▶ [To do]: Please return only the lines from the one holding "to structured output" through the one holding "registry.with(tracing_subscriber::fmt::layer()).init();", exactly as they appear in the records below, both ends included.

▶ [Study material]:

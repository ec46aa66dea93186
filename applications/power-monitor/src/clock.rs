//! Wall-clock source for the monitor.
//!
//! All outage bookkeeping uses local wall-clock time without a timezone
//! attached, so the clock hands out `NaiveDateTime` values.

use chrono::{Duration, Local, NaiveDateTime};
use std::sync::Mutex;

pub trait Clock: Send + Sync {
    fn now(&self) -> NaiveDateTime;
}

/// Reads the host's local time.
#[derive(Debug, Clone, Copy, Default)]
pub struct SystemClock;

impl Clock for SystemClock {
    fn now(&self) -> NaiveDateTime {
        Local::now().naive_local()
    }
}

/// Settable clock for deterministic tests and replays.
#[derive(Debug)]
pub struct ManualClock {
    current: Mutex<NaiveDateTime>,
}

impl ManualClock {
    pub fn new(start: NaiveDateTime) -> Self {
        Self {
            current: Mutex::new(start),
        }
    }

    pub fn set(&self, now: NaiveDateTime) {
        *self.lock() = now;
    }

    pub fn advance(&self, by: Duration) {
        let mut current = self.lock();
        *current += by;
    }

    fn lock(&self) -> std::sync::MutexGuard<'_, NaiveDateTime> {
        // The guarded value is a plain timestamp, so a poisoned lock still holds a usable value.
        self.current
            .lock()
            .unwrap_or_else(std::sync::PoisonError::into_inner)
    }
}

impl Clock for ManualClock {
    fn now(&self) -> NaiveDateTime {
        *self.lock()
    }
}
...
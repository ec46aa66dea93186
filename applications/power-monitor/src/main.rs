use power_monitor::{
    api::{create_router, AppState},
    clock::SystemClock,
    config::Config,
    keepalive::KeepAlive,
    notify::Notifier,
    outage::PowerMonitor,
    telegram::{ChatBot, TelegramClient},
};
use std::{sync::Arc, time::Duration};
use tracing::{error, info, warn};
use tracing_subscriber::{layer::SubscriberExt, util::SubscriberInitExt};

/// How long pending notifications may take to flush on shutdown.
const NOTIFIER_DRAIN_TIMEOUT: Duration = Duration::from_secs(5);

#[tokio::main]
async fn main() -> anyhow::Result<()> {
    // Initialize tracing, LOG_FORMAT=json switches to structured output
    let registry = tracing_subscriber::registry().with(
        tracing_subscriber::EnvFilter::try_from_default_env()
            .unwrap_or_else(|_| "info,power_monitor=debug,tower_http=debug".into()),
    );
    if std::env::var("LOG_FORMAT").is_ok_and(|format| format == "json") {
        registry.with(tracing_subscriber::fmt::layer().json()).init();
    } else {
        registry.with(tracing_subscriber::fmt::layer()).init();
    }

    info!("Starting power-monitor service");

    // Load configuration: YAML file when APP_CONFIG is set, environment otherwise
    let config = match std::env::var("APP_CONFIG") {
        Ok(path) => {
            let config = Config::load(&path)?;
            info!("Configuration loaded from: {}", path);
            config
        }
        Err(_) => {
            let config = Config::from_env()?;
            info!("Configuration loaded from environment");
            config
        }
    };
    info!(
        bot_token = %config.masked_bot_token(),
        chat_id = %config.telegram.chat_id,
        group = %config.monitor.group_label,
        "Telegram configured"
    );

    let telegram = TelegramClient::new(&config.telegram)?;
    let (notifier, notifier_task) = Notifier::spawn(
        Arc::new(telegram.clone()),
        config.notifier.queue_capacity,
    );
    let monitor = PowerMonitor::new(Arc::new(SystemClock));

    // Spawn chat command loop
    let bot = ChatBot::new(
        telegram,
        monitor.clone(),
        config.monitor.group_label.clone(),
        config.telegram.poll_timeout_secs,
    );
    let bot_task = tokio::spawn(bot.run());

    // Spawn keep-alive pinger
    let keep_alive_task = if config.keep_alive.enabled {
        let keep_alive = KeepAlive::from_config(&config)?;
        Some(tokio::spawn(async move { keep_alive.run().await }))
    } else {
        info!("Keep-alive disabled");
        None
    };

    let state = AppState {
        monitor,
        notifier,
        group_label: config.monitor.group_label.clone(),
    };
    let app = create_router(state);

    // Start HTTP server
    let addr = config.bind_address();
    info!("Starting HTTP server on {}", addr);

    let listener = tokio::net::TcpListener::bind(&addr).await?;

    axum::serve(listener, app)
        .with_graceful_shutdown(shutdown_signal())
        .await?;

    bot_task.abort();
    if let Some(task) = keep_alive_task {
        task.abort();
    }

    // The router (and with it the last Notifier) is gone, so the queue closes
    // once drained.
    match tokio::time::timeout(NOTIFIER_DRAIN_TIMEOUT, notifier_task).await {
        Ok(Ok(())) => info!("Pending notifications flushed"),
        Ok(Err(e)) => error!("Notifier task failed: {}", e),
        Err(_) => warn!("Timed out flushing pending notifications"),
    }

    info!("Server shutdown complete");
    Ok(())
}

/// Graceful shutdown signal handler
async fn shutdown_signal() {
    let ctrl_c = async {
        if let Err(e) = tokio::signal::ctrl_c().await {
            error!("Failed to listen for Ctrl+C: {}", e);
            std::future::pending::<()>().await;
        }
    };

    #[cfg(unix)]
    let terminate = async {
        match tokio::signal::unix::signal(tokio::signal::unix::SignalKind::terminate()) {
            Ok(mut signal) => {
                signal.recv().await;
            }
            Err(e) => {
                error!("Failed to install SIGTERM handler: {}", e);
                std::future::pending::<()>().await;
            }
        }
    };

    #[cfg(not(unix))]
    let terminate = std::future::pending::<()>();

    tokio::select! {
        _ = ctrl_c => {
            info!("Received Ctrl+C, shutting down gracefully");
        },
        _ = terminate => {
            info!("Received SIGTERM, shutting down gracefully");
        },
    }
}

▶ [Answer for the task]:
    // Initialize tracing, LOG_FORMAT=json switches to structured output
    let registry = tracing_subscriber::registry().with(
        tracing_subscriber::EnvFilter::try_from_default_env()
            .unwrap_or_else(|_| "info,power_monitor=debug,tower_http=debug".into()),
    );
    if std::env::var("LOG_FORMAT").is_ok_and(|format| format == "json") {
        registry.with(tracing_subscriber::fmt::layer().json()).init();
    } else {
        registry.with(tracing_subscriber::fmt::layer()).init();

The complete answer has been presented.